Which of the lines in the data mention the string "await"? List them all.

BEGIN

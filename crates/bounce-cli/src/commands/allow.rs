use chrono::DateTime;
use clap::Subcommand;

use bounce_core::StateStore;

use crate::common::CliContext;

#[derive(Subcommand)]
pub enum AllowAction {
    /// Grant time-boxed access to a domain
    Grant {
        /// Domain to allow
        domain: String,
        /// Minutes of access
        #[arg(long)]
        minutes: Option<u64>,
    },
    /// Revoke a temporary allow
    Revoke {
        /// Domain to revoke
        domain: String,
    },
    /// List outstanding temporary allows as JSON
    List,
}

pub fn run(action: AllowAction) -> Result<(), Box<dyn std::error::Error>> {
    let ctx = CliContext::open()?;

    match action {
        AllowAction::Grant { domain, minutes } => {
            let expires_at = ctx.service.request_temp_access(&domain, minutes)?;
            ctx.save()?;
            let until = DateTime::from_timestamp_millis(expires_at)
                .map(|t| t.to_rfc3339())
                .unwrap_or_else(|| expires_at.to_string());
            println!("Access granted until {until}");
        }
        AllowAction::Revoke { domain } => {
            ctx.service.revoke_temp_access(&domain)?;
            ctx.save()?;
            println!("Access revoked");
        }
        AllowAction::List => {
            let allows = ctx.store.read()?.temporary_allows;
            ctx.save()?;
            println!("{}", serde_json::to_string_pretty(&allows)?);
        }
    }

    Ok(())
}
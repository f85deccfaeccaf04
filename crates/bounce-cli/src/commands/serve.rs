//! NDJSON message loop: one request per stdin line, one response per
//! stdout line, with live expiry timers while the process runs.

use std::sync::Arc;

use tokio::io::{AsyncBufReadExt, BufReader};
use tracing::info;

use bounce_core::alarms::{AlarmScheduler, TokioAlarmScheduler};
use bounce_core::messages::{Message, Response, UNKNOWN_MESSAGE_ERROR};
use bounce_core::rules::{MemoryRuleEngine, RuleEngine};
use bounce_core::service::{run_service, service_channel};
use bounce_core::storage::{data_dir, Config, JsonFileStore, StateStore};
use bounce_core::BounceService;

use crate::common::{load_rules, save_rules};

pub fn run() -> Result<(), Box<dyn std::error::Error>> {
    let runtime = tokio::runtime::Runtime::new()?;
    runtime.block_on(serve())
}

async fn serve() -> Result<(), Box<dyn std::error::Error>> {
    let config = Config::load()?;
    let store = Arc::new(JsonFileStore::open()?);
    let rules_path = data_dir()?.join("rules.json");
    let engine = Arc::new(MemoryRuleEngine::with_rules(load_rules(&rules_path)?));

    let (alarms, fired_rx) = TokioAlarmScheduler::new();
    let service = BounceService::new(
        Arc::clone(&store) as Arc<dyn StateStore>,
        Arc::clone(&engine) as Arc<dyn RuleEngine>,
        Arc::new(alarms) as Arc<dyn AlarmScheduler>,
        &config,
    );

    // Process start is the startup lifecycle event.
    let report = service.on_startup()?;
    save_rules(&rules_path, engine.as_ref())?;
    info!(block_rules = report.block_rules, "serving message protocol");

    let (handle, command_rx) = service_channel();
    let loop_task = tokio::spawn(run_service(service, command_rx, fired_rx));

    let mut lines = BufReader::new(tokio::io::stdin()).lines();
    while let Some(line) = lines.next_line().await? {
        let line = line.trim();
        if line.is_empty() {
            continue;
        }

        let response = match serde_json::from_str::<serde_json::Value>(line) {
            Ok(value) => match Message::parse(&value) {
                Ok(message) => handle.send(message).await,
                Err(error) => Response::err(error),
            },
            Err(_) => Response::err(UNKNOWN_MESSAGE_ERROR),
        };
        println!("{}", serde_json::to_string(&response)?);
        save_rules(&rules_path, engine.as_ref())?;
    }

    // Stdin closed: drop the handle so the service loop drains and exits.
    drop(handle);
    let _ = loop_task.await;
    save_rules(&rules_path, engine.as_ref())?;
    Ok(())
}
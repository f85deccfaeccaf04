pub mod allow;
pub mod ask;
pub mod focus;
pub mod reconcile;
pub mod serve;
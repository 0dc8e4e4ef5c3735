use super::{quarantine, LedgerStore};
use crate::error::Result;
use crate::model::{LedgerDocument, ProjectRecord};
use chrono::Utc;
use std::fs;
use std::path::{Path, PathBuf};

/// Ledger persisted as a single JSON document, rewritten on every change.
pub struct JsonLedgerStore {
    path: PathBuf,
    document: LedgerDocument,
}

impl JsonLedgerStore {
    /// Load the document at `path`. A missing file starts an empty ledger; an unparsable one is
    /// moved aside to `<name>.corrupt` and replaced by an empty ledger.
    pub fn open<P: AsRef<Path>>(path: P) -> Result<Self> {
        let path = path.as_ref().to_path_buf();

        if !path.exists() {
            tracing::debug!(path = %path.display(), "ledger file not found, starting empty");
            return Ok(Self {
                path,
                document: LedgerDocument::default(),
            });
        }

        let content = fs::read_to_string(&path)?;
        let document = match serde_json::from_str::<LedgerDocument>(&content) {
            Ok(mut document) => {
                document.projects.sort_by(|a, b| a.identifier.cmp(&b.identifier));
                tracing::info!(
                    path = %path.display(),
                    projects = document.projects.len(),
                    version = %document.version,
                    "loaded ledger"
                );
                document
            }
            Err(e) => {
                let moved = quarantine(&path)?;
                tracing::warn!(
                    path = %path.display(),
                    moved_to = %moved.display(),
                    error = %e,
                    "ledger document unreadable, reinitializing empty ledger"
                );
                LedgerDocument::default()
            }
        };

        Ok(Self { path, document })
    }

    pub fn document(&self) -> &LedgerDocument {
        &self.document
    }

    fn save(&mut self) -> Result<()> {
        self.document.last_updated = Utc::now();

        if let Some(parent) = self.path.parent() {
            if !parent.as_os_str().is_empty() {
                fs::create_dir_all(parent)?;
            }
        }

        let content = serde_json::to_string_pretty(&self.document)?;
        let mut tmp_name = self.path.file_name().map(|n| n.to_os_string()).unwrap_or_default();
        tmp_name.push(".tmp");
        let tmp = self.path.with_file_name(tmp_name);
        fs::write(&tmp, content)?;
        fs::rename(&tmp, &self.path)?;

        tracing::debug!(path = %self.path.display(), "saved ledger");
        Ok(())
    }
}

impl LedgerStore for JsonLedgerStore {
    fn get(&self, identifier: &str) -> Result<Option<ProjectRecord>> {
        Ok(self
            .document
            .projects
            .iter()
            .find(|p| p.identifier == identifier)
            .cloned())
    }

    fn list(&self) -> Result<Vec<ProjectRecord>> {
        Ok(self.document.projects.clone())
    }

    fn put(&mut self, project: ProjectRecord) -> Result<()> {
        let projects = &mut self.document.projects;
        match projects.binary_search_by(|p| p.identifier.as_str().cmp(&project.identifier)) {
            Ok(index) => projects[index] = project,
            Err(index) => projects.insert(index, project),
        }
        self.save()
    }

    fn delete(&mut self, identifier: &str) -> Result<bool> {
        let before = self.document.projects.len();
        self.document.projects.retain(|p| p.identifier != identifier);
        if self.document.projects.len() == before {
            return Ok(false);
        }
        self.save()?;
        Ok(true)
    }
}
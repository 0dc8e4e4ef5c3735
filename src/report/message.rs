use crate::model::FileChange;
use regex::Regex;
use std::sync::LazyLock;

static CONVENTIONAL_PREFIX: LazyLock<Regex> = LazyLock::new(|| {
    Regex::new(r"(?i)^(feat|fix|docs|style|refactor|test|chore)(\([^)]*\))?:\s*")
        .expect("conventional prefix pattern is valid")
});

static WORD_PREFIX: LazyLock<Regex> =
    LazyLock::new(|| Regex::new(r"^\w+:\s*").expect("word prefix pattern is valid"));

/// First line of a commit message with any `type(scope):` or `word:` prefix removed.
pub fn summary_line(message: &str) -> String {
    let first = message.lines().next().unwrap_or("").trim();
    let stripped = CONVENTIONAL_PREFIX.replace(first, "");
    let stripped = WORD_PREFIX.replace(&stripped, "");
    let stripped = stripped.trim();
    if stripped.is_empty() {
        first.to_string()
    } else {
        stripped.to_string()
    }
}

/// `a.txt (+10/-2)` for a single file, `3 files (+12/-4)` otherwise.
pub fn file_summary(files: &[FileChange]) -> String {
    match files {
        [only] => format!("{} (+{}/-{})", only.filename, only.additions, only.deletions),
        _ => {
            let added: u64 = files.iter().map(|f| f.additions as u64).sum();
            let deleted: u64 = files.iter().map(|f| f.deletions as u64).sum();
            format!("{} files (+{}/-{})", files.len(), added, deleted)
        }
    }
}
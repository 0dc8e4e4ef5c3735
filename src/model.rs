use crate::error::{LedgerError, Result};
use chrono::{DateTime, Duration, NaiveDate, Utc};
use serde::{Deserialize, Serialize};
use std::path::PathBuf;

/// Version string written into the persisted ledger document.
pub const LEDGER_VERSION: &str = "1.0.0";
/// `PRAGMA user_version` of the SQLite ledger schema.
pub const SCHEMA_VERSION: u32 = 1;
/// Number of most recent commits fetched per sync cycle.
pub const LOOKBACK_WINDOW: usize = 50;
/// Upper bound on the number of commits kept per project.
pub const MAX_LEDGER_COMMITS: usize = 1000;

/// Commit metadata as produced by a repository adapter, before diffing.
#[derive(Debug, Clone, Serialize, Deserialize)]
pub struct CommitInfo {
    pub id: String,
    pub author_name: String,
    pub author_email: String,
    pub message: String,
    pub timestamp: DateTime<Utc>,
    pub parent_ids: Vec<String>,
}

#[derive(Debug, Clone, PartialEq, Eq, Serialize, Deserialize)]
#[serde(rename_all = "camelCase")]
pub struct FileChange {
    pub filename: String,
    #[serde(default)]
    pub additions: u32,
    #[serde(default)]
    pub deletions: u32,
    #[serde(default)]
    pub changes: u32,
}

impl FileChange {
    pub fn new(filename: impl Into<String>, additions: u32, deletions: u32) -> Self {
        Self {
            filename: filename.into(),
            additions,
            deletions,
            changes: additions + deletions,
        }
    }
}

#[derive(Debug, Clone, PartialEq, Eq, Serialize, Deserialize)]
#[serde(rename_all = "camelCase")]
pub struct CommitRecord {
    pub hash: String,
    pub message: String,
    pub author_name: String,
    pub author_email: String,
    pub timestamp: DateTime<Utc>,
    #[serde(default)]
    pub files: Vec<FileChange>,
}

impl CommitRecord {
    pub fn from_info(info: CommitInfo, files: Vec<FileChange>) -> Self {
        Self {
            hash: info.id,
            message: info.message,
            author_name: info.author_name,
            author_email: info.author_email,
            timestamp: info.timestamp,
            files,
        }
    }

    pub fn short_hash(&self) -> &str {
        self.hash.get(..7).unwrap_or(&self.hash)
    }

    pub fn additions(&self) -> u64 {
        self.files.iter().map(|f| f.additions as u64).sum()
    }

    pub fn deletions(&self) -> u64 {
        self.files.iter().map(|f| f.deletions as u64).sum()
    }
}

/// A tracked repository and its ledger, newest commit first.
#[derive(Debug, Clone, PartialEq, Eq, Serialize, Deserialize)]
#[serde(rename_all = "camelCase")]
pub struct ProjectRecord {
    pub identifier: String,
    pub path: PathBuf,
    #[serde(default)]
    pub commits: Vec<CommitRecord>,
    #[serde(default = "Utc::now")]
    pub last_activity: DateTime<Utc>,
    #[serde(default = "Utc::now")]
    pub created_at: DateTime<Utc>,
}

impl ProjectRecord {
    pub fn new(identifier: impl Into<String>, path: impl Into<PathBuf>) -> Self {
        let now = Utc::now();
        Self {
            identifier: identifier.into(),
            path: path.into(),
            commits: Vec::new(),
            last_activity: now,
            created_at: now,
        }
    }

    /// Hash of the newest stored commit, the stop condition for incremental syncs.
    pub fn boundary_hash(&self) -> Option<&str> {
        self.commits.first().map(|c| c.hash.as_str())
    }
}

/// Persisted form of the whole ledger.
#[derive(Debug, Clone, Serialize, Deserialize)]
#[serde(rename_all = "camelCase")]
pub struct LedgerDocument {
    #[serde(default)]
    pub projects: Vec<ProjectRecord>,
    #[serde(default = "default_ledger_version")]
    pub version: String,
    #[serde(default = "Utc::now")]
    pub last_updated: DateTime<Utc>,
}

fn default_ledger_version() -> String {
    LEDGER_VERSION.to_string()
}

impl Default for LedgerDocument {
    fn default() -> Self {
        Self {
            projects: Vec::new(),
            version: default_ledger_version(),
            last_updated: Utc::now(),
        }
    }
}

/// Inclusive range of calendar dates a report covers.
#[derive(Debug, Clone, Copy, PartialEq, Eq)]
pub struct ReportRange {
    pub start: NaiveDate,
    pub end: NaiveDate,
}

impl ReportRange {
    pub fn new(start: NaiveDate, end: NaiveDate) -> Result<Self> {
        if start > end {
            return Err(LedgerError::InvalidRange(format!(
                "start ({start}) is after end ({end})"
            )));
        }
        Ok(Self { start, end })
    }

    pub fn single(day: NaiveDate) -> Self {
        Self { start: day, end: day }
    }

    pub fn contains(&self, date: NaiveDate) -> bool {
        date >= self.start && date <= self.end
    }

    pub fn day_count(&self) -> usize {
        (self.end - self.start).num_days() as usize + 1
    }

    pub fn days(&self) -> impl Iterator<Item = NaiveDate> {
        let start = self.start;
        (0..self.day_count() as i64).map(move |offset| start + Duration::days(offset))
    }
}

END

SOLUTION TO THE EXERCISE:
    while let Some(line) = lines.next_line().await? {
                Ok(message) => handle.send(message).await,
    let _ = loop_task.await;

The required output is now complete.